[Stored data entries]
§ §
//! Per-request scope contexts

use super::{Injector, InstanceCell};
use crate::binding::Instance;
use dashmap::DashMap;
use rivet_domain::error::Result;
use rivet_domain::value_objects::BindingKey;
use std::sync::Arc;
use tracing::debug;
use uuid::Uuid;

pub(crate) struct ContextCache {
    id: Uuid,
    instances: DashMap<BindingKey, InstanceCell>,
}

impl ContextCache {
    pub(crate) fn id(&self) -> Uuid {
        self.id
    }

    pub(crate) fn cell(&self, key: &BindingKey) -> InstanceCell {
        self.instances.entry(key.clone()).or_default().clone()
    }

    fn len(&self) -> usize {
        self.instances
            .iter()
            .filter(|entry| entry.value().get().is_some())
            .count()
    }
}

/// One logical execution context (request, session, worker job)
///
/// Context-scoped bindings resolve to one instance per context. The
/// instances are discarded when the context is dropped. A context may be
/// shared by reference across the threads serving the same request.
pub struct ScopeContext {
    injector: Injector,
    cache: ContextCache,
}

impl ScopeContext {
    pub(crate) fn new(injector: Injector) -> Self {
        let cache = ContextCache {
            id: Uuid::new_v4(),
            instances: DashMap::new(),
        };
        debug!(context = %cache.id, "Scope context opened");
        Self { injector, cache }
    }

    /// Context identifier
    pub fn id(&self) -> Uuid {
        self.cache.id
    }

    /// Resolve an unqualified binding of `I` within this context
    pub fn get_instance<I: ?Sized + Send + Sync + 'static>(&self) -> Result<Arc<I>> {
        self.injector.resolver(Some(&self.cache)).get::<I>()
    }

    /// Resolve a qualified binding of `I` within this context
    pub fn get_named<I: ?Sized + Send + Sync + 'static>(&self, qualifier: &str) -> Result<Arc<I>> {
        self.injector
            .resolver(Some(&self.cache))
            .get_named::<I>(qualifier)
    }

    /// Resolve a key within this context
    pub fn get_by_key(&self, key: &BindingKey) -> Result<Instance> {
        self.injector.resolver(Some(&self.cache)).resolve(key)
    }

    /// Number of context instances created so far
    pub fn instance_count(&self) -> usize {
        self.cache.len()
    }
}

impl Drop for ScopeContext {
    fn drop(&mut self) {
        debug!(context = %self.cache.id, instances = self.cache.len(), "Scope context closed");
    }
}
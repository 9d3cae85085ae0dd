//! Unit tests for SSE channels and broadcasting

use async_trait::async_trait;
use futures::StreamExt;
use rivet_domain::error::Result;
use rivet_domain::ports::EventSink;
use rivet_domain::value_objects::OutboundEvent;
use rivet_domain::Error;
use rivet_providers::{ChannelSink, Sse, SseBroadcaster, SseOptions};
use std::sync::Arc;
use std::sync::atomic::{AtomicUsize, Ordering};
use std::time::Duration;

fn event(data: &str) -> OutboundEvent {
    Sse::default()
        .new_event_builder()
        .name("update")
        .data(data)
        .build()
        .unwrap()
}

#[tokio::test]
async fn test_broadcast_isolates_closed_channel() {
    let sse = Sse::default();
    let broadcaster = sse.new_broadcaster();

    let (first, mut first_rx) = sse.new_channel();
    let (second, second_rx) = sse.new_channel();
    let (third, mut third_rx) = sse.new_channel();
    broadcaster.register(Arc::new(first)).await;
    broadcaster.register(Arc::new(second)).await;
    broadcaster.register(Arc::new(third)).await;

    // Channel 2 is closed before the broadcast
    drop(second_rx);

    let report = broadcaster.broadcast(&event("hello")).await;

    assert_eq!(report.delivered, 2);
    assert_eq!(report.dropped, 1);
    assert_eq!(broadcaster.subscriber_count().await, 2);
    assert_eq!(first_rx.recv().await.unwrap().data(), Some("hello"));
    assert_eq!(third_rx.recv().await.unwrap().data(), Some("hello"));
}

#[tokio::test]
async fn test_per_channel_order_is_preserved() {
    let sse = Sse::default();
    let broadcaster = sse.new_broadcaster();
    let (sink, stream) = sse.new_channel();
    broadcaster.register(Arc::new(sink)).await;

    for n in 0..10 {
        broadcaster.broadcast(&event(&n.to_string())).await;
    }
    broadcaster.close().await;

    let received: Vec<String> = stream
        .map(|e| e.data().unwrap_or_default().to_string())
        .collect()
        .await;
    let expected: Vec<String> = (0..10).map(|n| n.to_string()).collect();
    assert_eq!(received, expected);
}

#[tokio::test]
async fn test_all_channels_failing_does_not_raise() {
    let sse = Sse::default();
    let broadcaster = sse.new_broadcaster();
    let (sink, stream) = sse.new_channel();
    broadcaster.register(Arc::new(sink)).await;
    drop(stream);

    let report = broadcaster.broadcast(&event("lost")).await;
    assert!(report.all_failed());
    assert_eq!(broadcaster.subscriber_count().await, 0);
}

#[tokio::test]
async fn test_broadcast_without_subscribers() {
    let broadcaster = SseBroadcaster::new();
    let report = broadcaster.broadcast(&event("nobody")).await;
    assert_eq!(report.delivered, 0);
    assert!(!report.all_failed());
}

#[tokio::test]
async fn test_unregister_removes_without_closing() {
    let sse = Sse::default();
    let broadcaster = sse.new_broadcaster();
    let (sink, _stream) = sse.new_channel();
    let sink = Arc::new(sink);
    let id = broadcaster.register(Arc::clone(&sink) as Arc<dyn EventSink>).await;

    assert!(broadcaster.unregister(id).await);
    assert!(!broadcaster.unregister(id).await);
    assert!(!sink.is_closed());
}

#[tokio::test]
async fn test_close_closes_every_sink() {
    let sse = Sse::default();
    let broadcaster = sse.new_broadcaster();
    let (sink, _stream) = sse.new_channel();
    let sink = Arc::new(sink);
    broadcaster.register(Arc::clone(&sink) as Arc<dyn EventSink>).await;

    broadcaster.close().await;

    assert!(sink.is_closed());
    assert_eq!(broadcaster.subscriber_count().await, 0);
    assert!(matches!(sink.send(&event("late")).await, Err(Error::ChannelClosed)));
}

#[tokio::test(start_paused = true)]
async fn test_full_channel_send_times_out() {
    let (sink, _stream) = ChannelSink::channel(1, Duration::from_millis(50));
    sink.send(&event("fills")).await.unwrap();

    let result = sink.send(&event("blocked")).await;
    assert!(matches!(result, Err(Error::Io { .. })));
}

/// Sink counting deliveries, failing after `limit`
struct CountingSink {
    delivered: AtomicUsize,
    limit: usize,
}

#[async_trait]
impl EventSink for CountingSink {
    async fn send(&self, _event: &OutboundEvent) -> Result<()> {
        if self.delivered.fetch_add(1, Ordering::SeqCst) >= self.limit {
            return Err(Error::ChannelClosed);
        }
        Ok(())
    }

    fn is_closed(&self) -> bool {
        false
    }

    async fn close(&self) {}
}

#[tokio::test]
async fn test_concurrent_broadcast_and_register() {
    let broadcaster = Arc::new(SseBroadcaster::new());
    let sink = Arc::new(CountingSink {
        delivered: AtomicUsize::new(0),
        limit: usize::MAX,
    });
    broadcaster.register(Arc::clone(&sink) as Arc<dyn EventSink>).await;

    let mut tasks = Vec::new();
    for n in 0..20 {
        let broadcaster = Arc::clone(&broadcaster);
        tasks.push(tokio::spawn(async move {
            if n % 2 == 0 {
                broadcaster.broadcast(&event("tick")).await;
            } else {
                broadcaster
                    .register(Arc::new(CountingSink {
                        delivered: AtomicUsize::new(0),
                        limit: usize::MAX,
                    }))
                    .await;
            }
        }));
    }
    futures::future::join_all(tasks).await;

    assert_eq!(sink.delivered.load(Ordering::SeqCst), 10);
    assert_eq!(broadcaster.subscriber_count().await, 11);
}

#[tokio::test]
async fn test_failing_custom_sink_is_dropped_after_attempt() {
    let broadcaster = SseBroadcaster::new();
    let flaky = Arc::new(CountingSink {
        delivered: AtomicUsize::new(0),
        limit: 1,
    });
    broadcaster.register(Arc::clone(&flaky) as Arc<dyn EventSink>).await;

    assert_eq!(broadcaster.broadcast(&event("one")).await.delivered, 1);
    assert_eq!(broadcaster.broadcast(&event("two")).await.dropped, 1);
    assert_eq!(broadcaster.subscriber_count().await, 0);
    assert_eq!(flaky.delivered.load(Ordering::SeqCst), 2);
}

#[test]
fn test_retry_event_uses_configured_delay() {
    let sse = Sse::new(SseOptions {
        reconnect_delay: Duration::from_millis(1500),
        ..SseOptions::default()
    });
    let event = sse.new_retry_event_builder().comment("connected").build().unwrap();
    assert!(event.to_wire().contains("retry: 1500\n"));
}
§ §
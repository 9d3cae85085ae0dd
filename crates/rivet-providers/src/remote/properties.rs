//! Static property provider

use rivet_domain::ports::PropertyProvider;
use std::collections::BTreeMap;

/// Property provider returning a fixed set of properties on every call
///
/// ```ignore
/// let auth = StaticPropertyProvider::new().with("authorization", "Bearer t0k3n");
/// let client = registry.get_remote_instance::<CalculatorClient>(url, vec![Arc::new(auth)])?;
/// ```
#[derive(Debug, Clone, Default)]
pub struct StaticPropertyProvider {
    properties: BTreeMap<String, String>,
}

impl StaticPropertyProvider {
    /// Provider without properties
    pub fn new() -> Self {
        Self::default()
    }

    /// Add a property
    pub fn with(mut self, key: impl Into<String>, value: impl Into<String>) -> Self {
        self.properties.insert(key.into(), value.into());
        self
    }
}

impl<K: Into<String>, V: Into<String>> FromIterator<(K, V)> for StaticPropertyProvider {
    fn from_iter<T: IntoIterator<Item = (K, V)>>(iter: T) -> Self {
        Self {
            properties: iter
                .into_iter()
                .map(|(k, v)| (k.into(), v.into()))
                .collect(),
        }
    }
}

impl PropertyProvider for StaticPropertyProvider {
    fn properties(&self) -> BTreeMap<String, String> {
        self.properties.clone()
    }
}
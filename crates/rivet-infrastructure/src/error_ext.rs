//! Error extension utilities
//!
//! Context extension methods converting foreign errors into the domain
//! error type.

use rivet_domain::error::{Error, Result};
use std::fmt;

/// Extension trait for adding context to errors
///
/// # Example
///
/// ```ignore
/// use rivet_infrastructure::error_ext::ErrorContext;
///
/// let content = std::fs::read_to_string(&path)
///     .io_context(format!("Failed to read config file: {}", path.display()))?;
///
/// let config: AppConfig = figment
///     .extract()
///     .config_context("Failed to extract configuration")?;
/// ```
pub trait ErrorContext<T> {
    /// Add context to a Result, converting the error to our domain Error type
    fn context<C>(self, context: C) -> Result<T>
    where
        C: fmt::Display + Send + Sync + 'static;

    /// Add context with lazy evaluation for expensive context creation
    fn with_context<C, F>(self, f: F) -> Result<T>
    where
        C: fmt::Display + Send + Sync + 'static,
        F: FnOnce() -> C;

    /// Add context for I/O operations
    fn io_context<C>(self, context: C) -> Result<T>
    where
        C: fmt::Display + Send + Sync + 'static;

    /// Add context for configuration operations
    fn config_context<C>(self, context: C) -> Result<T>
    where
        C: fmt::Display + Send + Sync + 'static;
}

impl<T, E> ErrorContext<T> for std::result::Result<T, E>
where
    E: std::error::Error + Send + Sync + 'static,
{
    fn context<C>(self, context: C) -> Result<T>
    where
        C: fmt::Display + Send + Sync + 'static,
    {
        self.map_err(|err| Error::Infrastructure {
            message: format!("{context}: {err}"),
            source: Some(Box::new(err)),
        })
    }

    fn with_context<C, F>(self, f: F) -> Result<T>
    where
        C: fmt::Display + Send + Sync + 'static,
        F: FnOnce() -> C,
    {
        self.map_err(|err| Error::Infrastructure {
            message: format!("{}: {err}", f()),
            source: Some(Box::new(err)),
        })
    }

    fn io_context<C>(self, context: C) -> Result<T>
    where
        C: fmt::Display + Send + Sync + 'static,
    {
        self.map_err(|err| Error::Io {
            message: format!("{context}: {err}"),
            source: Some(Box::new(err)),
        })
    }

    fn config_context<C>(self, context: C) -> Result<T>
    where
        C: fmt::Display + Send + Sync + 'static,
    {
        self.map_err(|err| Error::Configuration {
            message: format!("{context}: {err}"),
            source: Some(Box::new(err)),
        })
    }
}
§ §
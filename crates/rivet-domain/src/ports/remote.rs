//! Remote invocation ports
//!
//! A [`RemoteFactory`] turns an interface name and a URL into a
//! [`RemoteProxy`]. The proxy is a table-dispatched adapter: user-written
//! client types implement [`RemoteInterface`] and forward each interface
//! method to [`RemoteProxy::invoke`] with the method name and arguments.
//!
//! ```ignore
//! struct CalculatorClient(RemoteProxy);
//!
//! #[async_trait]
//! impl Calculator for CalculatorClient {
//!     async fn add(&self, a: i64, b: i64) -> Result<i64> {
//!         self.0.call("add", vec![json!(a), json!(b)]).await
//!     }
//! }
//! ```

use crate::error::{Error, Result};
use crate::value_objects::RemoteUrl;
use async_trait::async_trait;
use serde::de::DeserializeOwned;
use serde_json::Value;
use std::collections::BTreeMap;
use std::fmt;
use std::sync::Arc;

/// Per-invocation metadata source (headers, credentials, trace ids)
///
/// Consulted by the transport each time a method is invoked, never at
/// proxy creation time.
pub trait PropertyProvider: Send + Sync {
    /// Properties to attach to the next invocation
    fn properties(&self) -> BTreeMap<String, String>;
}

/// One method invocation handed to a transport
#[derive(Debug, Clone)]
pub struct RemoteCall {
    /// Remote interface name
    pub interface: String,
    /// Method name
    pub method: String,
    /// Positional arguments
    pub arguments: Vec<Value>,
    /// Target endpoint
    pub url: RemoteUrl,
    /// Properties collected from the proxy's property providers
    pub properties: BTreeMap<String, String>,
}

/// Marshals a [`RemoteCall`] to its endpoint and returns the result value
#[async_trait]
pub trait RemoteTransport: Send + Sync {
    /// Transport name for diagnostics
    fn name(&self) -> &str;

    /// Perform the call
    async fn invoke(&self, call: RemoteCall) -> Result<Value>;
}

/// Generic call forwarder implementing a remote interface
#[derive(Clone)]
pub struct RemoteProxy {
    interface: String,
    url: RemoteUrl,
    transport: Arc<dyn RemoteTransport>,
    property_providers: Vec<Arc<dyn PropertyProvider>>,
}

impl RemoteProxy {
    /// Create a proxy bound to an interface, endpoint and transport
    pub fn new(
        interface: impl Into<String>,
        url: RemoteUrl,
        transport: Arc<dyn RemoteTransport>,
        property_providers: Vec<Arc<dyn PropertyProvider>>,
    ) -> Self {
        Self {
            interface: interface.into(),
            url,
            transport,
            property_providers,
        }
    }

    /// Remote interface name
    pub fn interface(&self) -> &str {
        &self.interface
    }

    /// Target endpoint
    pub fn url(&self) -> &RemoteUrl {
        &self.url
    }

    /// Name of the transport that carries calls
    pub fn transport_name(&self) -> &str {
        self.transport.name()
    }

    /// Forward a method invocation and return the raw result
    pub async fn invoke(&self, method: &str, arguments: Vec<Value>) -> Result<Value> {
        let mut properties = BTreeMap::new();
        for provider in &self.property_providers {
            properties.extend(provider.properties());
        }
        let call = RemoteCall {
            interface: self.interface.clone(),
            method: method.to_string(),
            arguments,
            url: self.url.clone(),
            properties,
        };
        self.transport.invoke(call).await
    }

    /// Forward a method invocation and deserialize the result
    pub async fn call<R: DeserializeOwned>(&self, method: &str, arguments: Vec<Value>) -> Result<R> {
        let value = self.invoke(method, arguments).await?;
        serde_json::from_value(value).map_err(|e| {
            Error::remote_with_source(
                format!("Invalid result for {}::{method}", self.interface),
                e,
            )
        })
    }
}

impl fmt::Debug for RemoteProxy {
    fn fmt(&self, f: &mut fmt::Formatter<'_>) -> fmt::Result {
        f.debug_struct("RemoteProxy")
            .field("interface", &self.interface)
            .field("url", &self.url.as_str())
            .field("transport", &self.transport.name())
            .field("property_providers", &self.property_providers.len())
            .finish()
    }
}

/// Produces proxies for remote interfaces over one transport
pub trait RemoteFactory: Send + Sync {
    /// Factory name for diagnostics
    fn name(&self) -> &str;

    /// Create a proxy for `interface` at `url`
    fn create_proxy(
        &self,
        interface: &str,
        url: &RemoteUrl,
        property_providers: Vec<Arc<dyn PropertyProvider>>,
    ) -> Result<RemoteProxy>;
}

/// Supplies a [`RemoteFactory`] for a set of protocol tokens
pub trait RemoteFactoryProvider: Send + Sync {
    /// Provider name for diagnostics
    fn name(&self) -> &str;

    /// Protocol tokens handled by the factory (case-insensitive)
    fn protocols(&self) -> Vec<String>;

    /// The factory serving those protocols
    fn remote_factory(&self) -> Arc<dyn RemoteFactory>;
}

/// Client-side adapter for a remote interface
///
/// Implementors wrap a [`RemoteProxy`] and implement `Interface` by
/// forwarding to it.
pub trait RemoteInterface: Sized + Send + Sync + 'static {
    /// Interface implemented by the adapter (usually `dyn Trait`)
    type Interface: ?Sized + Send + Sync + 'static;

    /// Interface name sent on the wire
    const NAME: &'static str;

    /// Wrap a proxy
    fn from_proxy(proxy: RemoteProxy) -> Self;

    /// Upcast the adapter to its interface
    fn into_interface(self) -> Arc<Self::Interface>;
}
§ §
◆ **What to produce**
Whenever a line above has the word "instances" in it, copy that line.

◆ **Written reply**
    instances: DashMap<BindingKey, InstanceCell>,
        self.instances.entry(key.clone()).or_default().clone()
        self.instances
/// instances are discarded when the context is dropped. A context may be
            instances: DashMap::new(),
    /// Number of context instances created so far
        debug!(context = %self.cache.id, instances = self.cache.len(), "Scope context closed");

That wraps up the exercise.